You don’t hear much about a “generation gap” anymore. Today’s kids talk to their parents. Sure, they have their private Facebook lives (private from us, anyway), but these students, the lucky ones attending the best schools in the country, have a support network that they have relied on to make it to this point. They don’t have to face the world alone.

They even know that, should they need it, they can rely on this same support after college. Between the recession and the cultural shift toward spending more of the 20s experimenting with jobs and relationships, more of them are doing just that.

There are other students, of course, who are not as fortunate. These students must make their way through school and through life entirely on their own abilities, without the parental wingmen at their side. They are the ones who must make certain they have everything they need on that first morning of college, because they don’t have parents who will do it for them.

Most of them will be fine, just like most of the more fortunate kids. But they have a tougher road ahead, and they deserve respect and empathy.

College is certainly, in part, about independence. But it will never again be as it was in my era, when my parents were 2,500 miles away and I only had one expensive 10-minute phone call with them per week. That was enough for me to get by, but life would have been easier if the world were as small then as it is today.

Today’s parents and their children can decide, together, how often they should communicate.
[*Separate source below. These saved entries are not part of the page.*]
//! Aggregated view over the analytics store.

use super::records::{
    ClientRequestRecord, DeviceCount, PairCount, ServerRequestRecord, ServerResponseRecord,
    ServiceResponseRecord, Stored,
};
use super::store::{AnalyticsStore, TableCounts};
use crate::config::DashboardConfig;
use crate::error::Result;
use crate::network::CircuitBreakerStats;
use serde::Serialize;

/// Everything the dashboard page shows.
#[derive(Debug, Clone, Serialize)]
pub struct DashboardReport {
    /// `"X to Y"`, or the no-data marker.
    pub most_frequent_conversion: String,
    pub most_frequent_pair: Option<PairCount>,
    pub top_devices: Vec<DeviceCount>,
    /// `"12.34 ms"`, or the no-data marker.
    pub average_response_time: String,
    pub average_response_time_ms: Option<f64>,
    pub totals: TableCounts,
    pub client_requests: Vec<Stored<ClientRequestRecord>>,
    pub server_requests: Vec<Stored<ServerRequestRecord>>,
    pub server_responses: Vec<Stored<ServerResponseRecord>>,
    pub service_responses: Vec<Stored<ServiceResponseRecord>>,
    pub upstream: Option<CircuitBreakerStats>,
}

impl DashboardReport {
    /// Query the store. `recent` bounds each listing.
    pub fn load(
        store: &AnalyticsStore,
        recent: usize,
        upstream: Option<CircuitBreakerStats>,
    ) -> Result<Self> {
        let most_frequent_pair = store.most_frequent_pair()?;
        let average_response_time_ms = store.average_response_time_ms()?;

        Ok(Self {
            most_frequent_conversion: most_frequent_pair
                .as_ref()
                .map(|p| p.to_string())
                .unwrap_or_else(|| DashboardConfig::NO_DATA.to_string()),
            most_frequent_pair,
            top_devices: store.top_devices(DashboardConfig::TOP_DEVICES)?,
            average_response_time: format_response_time(average_response_time_ms),
            average_response_time_ms,
            totals: store.table_counts()?,
            client_requests: store.recent_client_requests(recent)?,
            server_requests: store.recent_server_requests(recent)?,
            server_responses: store.recent_server_responses(recent)?,
            service_responses: store.recent_service_responses(recent)?,
            upstream,
        })
    }
}

pub fn format_response_time(ms: Option<f64>) -> String {
    match ms {
        Some(ms) => format!("{:.2} ms", ms),
        None => DashboardConfig::NO_DATA.to_string(),
    }
}

#[cfg(test)]
mod tests {
    use super::*;
    use crate::analytics::records::{RequestKind, ResponseSummary};
    use chrono::Utc;

    #[test]
    fn test_empty_report() {
        let store = AnalyticsStore::in_memory().unwrap();
        let report = DashboardReport::load(&store, 10, None).unwrap();
        assert_eq!(report.most_frequent_conversion, "No data available");
        assert_eq!(report.average_response_time, "No data available");
        assert!(report.top_devices.is_empty());
        assert!(report.client_requests.is_empty());
    }

    #[test]
    fn test_report_formats_values() {
        let store = AnalyticsStore::in_memory().unwrap();
        store
            .insert_client_request(&ClientRequestRecord {
                endpoint: "/api/convert".into(),
                http_method: "GET".into(),
                device_name: "Pixel 8".into(),
                operating_system: "Android 14".into(),
                ip_address: None,
                from_currency: Some("EUR".into()),
                to_currency: Some("JPY".into()),
                date: None,
                to_date: None,
                recorded_at: Utc::now(),
            })
            .unwrap();
        store
            .insert_service_response(&ServiceResponseRecord {
                response_time_ms: 3,
                status_code: 200,
                request_kind: RequestKind::Convert,
                summary: ResponseSummary::single_rate("JPY", 160.2),
                recorded_at: Utc::now(),
            })
            .unwrap();

        let report = DashboardReport::load(&store, 10, None).unwrap();
        assert_eq!(report.most_frequent_conversion, "EUR to JPY");
        assert_eq!(report.average_response_time, "3.00 ms");
        assert_eq!(report.top_devices[0].device_name, "Pixel 8");
        assert_eq!(report.totals.client_requests, 1);
    }

    #[test]
    fn test_format_response_time() {
        assert_eq!(format_response_time(Some(12.345)), "12.35 ms");
        assert_eq!(format_response_time(None), "No data available");
    }
}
Some students might still be happy with a weekly phone call, though evening and weekend cell phone plans mean they probably get more than 10 minutes. Some students may instant message their parents every night. But the choice of how much contact is appropriate belongs to families, not college administrators.

The colleges can relax. All those parents will go home eventually. They will be fine and so will their kids. Colleges need to understand, as parents are coming to understand, that adulthood is an evolution rather than an event. When we ask this much of students, we need not ask them to do it alone.